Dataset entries
========
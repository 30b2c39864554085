//! Sync configuration parsed from environment variables.

use std::time::Duration;

use crate::error::ConfigError;
use crate::ident::IdScheme;
use crate::merge::MergePolicy;

pub const DEFAULT_API_URL: &str = "http://127.0.0.1:3000/api";
pub const DEFAULT_WS_URL: &str = "ws://127.0.0.1:3000/ws";
pub const DEFAULT_REQUEST_TIMEOUT_SECS: u64 = 10;
pub const DEFAULT_CONNECT_TIMEOUT_SECS: u64 = 5;
pub const DEFAULT_DEDUPE_INTERVAL_MS: u64 = 5_000;
pub const DEFAULT_CURSOR_INTERVAL_MS: u64 = 33;
pub const DEFAULT_MIN_SHAPE_SIZE: f64 = 5.0;

#[derive(Debug, Clone, Copy, PartialEq, Eq)]
pub struct HttpTimeouts {
    pub request: Duration,
    pub connect: Duration,
}

#[derive(Debug, Clone, PartialEq)]
pub struct SyncConfig {
    pub api_url: String,
    pub ws_url: String,
    pub timeouts: HttpTimeouts,
    /// Period of the self-healing deduplication sweep.
    pub dedupe_interval: Duration,
    /// Minimum spacing between outbound cursor broadcasts.
    pub cursor_interval: Duration,
    /// Drag-out shapes at or below this extent are discarded as clicks.
    pub min_shape_size: f64,
    pub merge_policy: MergePolicy,
    pub id_scheme: IdScheme,
}

impl Default for SyncConfig {
    fn default() -> Self {
        Self {
            api_url: DEFAULT_API_URL.to_owned(),
            ws_url: DEFAULT_WS_URL.to_owned(),
            timeouts: HttpTimeouts {
                request: Duration::from_secs(DEFAULT_REQUEST_TIMEOUT_SECS),
                connect: Duration::from_secs(DEFAULT_CONNECT_TIMEOUT_SECS),
            },
            dedupe_interval: Duration::from_millis(DEFAULT_DEDUPE_INTERVAL_MS),
            cursor_interval: Duration::from_millis(DEFAULT_CURSOR_INTERVAL_MS),
            min_shape_size: DEFAULT_MIN_SHAPE_SIZE,
            merge_policy: MergePolicy::default(),
            id_scheme: IdScheme::default(),
        }
    }
}

impl SyncConfig {
    /// Build typed config from environment variables.
    ///
    /// All optional:
    /// - `BOARDSYNC_API_URL`: REST base URL
    /// - `BOARDSYNC_WS_URL`: realtime socket URL
    /// - `BOARDSYNC_REQUEST_TIMEOUT_SECS`: default 10
    /// - `BOARDSYNC_CONNECT_TIMEOUT_SECS`: default 5
    /// - `BOARDSYNC_DEDUPE_INTERVAL_MS`: default 5000
    /// - `BOARDSYNC_CURSOR_INTERVAL_MS`: default 33, `0` disables throttling
    /// - `BOARDSYNC_MIN_SHAPE_SIZE`: default 5.0
    /// - `BOARDSYNC_MERGE_POLICY`: `optimistic` (default), `local_wins`, `remote_wins`
    /// - `BOARDSYNC_ID_SCHEME`: `timestamp` (default) or `uuid`
    ///
    /// # Errors
    ///
    /// Returns [`ConfigError::Invalid`] for values that are present but unparsable.
    pub fn from_env() -> Result<Self, ConfigError> {
        let defaults = Self::default();
        let api_url = env_string("BOARDSYNC_API_URL").unwrap_or(defaults.api_url);
        let ws_url = env_string("BOARDSYNC_WS_URL").unwrap_or(defaults.ws_url);
        let timeouts = HttpTimeouts {
            request: Duration::from_secs(env_parse("BOARDSYNC_REQUEST_TIMEOUT_SECS", DEFAULT_REQUEST_TIMEOUT_SECS)?),
            connect: Duration::from_secs(env_parse("BOARDSYNC_CONNECT_TIMEOUT_SECS", DEFAULT_CONNECT_TIMEOUT_SECS)?),
        };
        let dedupe_ms = env_parse("BOARDSYNC_DEDUPE_INTERVAL_MS", DEFAULT_DEDUPE_INTERVAL_MS)?;
        if dedupe_ms == 0 {
            return Err(ConfigError::Invalid { var: "BOARDSYNC_DEDUPE_INTERVAL_MS", reason: "must be positive".into() });
        }
        let cursor_ms = env_parse("BOARDSYNC_CURSOR_INTERVAL_MS", DEFAULT_CURSOR_INTERVAL_MS)?;
        let min_shape_size = env_parse("BOARDSYNC_MIN_SHAPE_SIZE", DEFAULT_MIN_SHAPE_SIZE)?;
        if !min_shape_size.is_finite() || min_shape_size < 0.0 {
            return Err(ConfigError::Invalid {
                var: "BOARDSYNC_MIN_SHAPE_SIZE",
                reason: format!("expected a non-negative number, got {min_shape_size}"),
            });
        }
        let merge_policy = match env_string("BOARDSYNC_MERGE_POLICY") {
            None => defaults.merge_policy,
            Some(raw) => MergePolicy::parse(&raw).ok_or_else(|| ConfigError::Invalid {
                var: "BOARDSYNC_MERGE_POLICY",
                reason: format!("unknown policy '{raw}' (expected optimistic, local_wins or remote_wins)"),
            })?,
        };
        let id_scheme = match env_string("BOARDSYNC_ID_SCHEME").as_deref() {
            None | Some("timestamp") => IdScheme::Timestamp,
            Some("uuid") => IdScheme::Uuid,
            Some(other) => {
                return Err(ConfigError::Invalid {
                    var: "BOARDSYNC_ID_SCHEME",
                    reason: format!("unknown scheme '{other}' (expected timestamp or uuid)"),
                });
            }
        };

        Ok(Self {
            api_url: api_url.trim_end_matches('/').to_owned(),
            ws_url,
            timeouts,
            dedupe_interval: Duration::from_millis(dedupe_ms),
            cursor_interval: Duration::from_millis(cursor_ms),
            min_shape_size,
            merge_policy,
            id_scheme,
        })
    }
}

fn env_string(key: &str) -> Option<String> {
    std::env::var(key)
        .ok()
        .map(|v| v.trim().to_owned())
        .filter(|v| !v.is_empty())
}

fn env_parse<T>(key: &'static str, default: T) -> Result<T, ConfigError>
where
    T: std::str::FromStr,
    T::Err: std::fmt::Display,
{
    match env_string(key) {
        None => Ok(default),
        Some(raw) => raw
            .parse::<T>()
            .map_err(|e| ConfigError::Invalid { var: key, reason: format!("'{raw}': {e}") }),
    }
}

// =============================================================================
// TESTS
// =============================================================================

#[cfg(test)]
#[path = "config_test.rs"]
mod tests;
========
**HOW TO COMPLETE THIS TASK**
Please output exactly the lines between the one holding "use crate::error::ConfigError;" and the one holding "realtime socket URL" in the records above, inclusive, and nothing more.

**SOLUTION TO THIS EXERCISE**
use crate::error::ConfigError;
use crate::ident::IdScheme;
use crate::merge::MergePolicy;

pub const DEFAULT_API_URL: &str = "http://127.0.0.1:3000/api";
pub const DEFAULT_WS_URL: &str = "ws://127.0.0.1:3000/ws";
pub const DEFAULT_REQUEST_TIMEOUT_SECS: u64 = 10;
pub const DEFAULT_CONNECT_TIMEOUT_SECS: u64 = 5;
pub const DEFAULT_DEDUPE_INTERVAL_MS: u64 = 5_000;
pub const DEFAULT_CURSOR_INTERVAL_MS: u64 = 33;
pub const DEFAULT_MIN_SHAPE_SIZE: f64 = 5.0;

#[derive(Debug, Clone, Copy, PartialEq, Eq)]
pub struct HttpTimeouts {
    pub request: Duration,
    pub connect: Duration,
}

#[derive(Debug, Clone, PartialEq)]
pub struct SyncConfig {
    pub api_url: String,
    pub ws_url: String,
    pub timeouts: HttpTimeouts,
    /// Period of the self-healing deduplication sweep.
    pub dedupe_interval: Duration,
    /// Minimum spacing between outbound cursor broadcasts.
    pub cursor_interval: Duration,
    /// Drag-out shapes at or below this extent are discarded as clicks.
    pub min_shape_size: f64,
    pub merge_policy: MergePolicy,
    pub id_scheme: IdScheme,
}

impl Default for SyncConfig {
    fn default() -> Self {
        Self {
            api_url: DEFAULT_API_URL.to_owned(),
            ws_url: DEFAULT_WS_URL.to_owned(),
            timeouts: HttpTimeouts {
                request: Duration::from_secs(DEFAULT_REQUEST_TIMEOUT_SECS),
                connect: Duration::from_secs(DEFAULT_CONNECT_TIMEOUT_SECS),
            },
            dedupe_interval: Duration::from_millis(DEFAULT_DEDUPE_INTERVAL_MS),
            cursor_interval: Duration::from_millis(DEFAULT_CURSOR_INTERVAL_MS),
            min_shape_size: DEFAULT_MIN_SHAPE_SIZE,
            merge_policy: MergePolicy::default(),
            id_scheme: IdScheme::default(),
        }
    }
}

impl SyncConfig {
    /// Build typed config from environment variables.
    ///
    /// All optional:
    /// - `BOARDSYNC_API_URL`: REST base URL
    /// - `BOARDSYNC_WS_URL`: realtime socket URL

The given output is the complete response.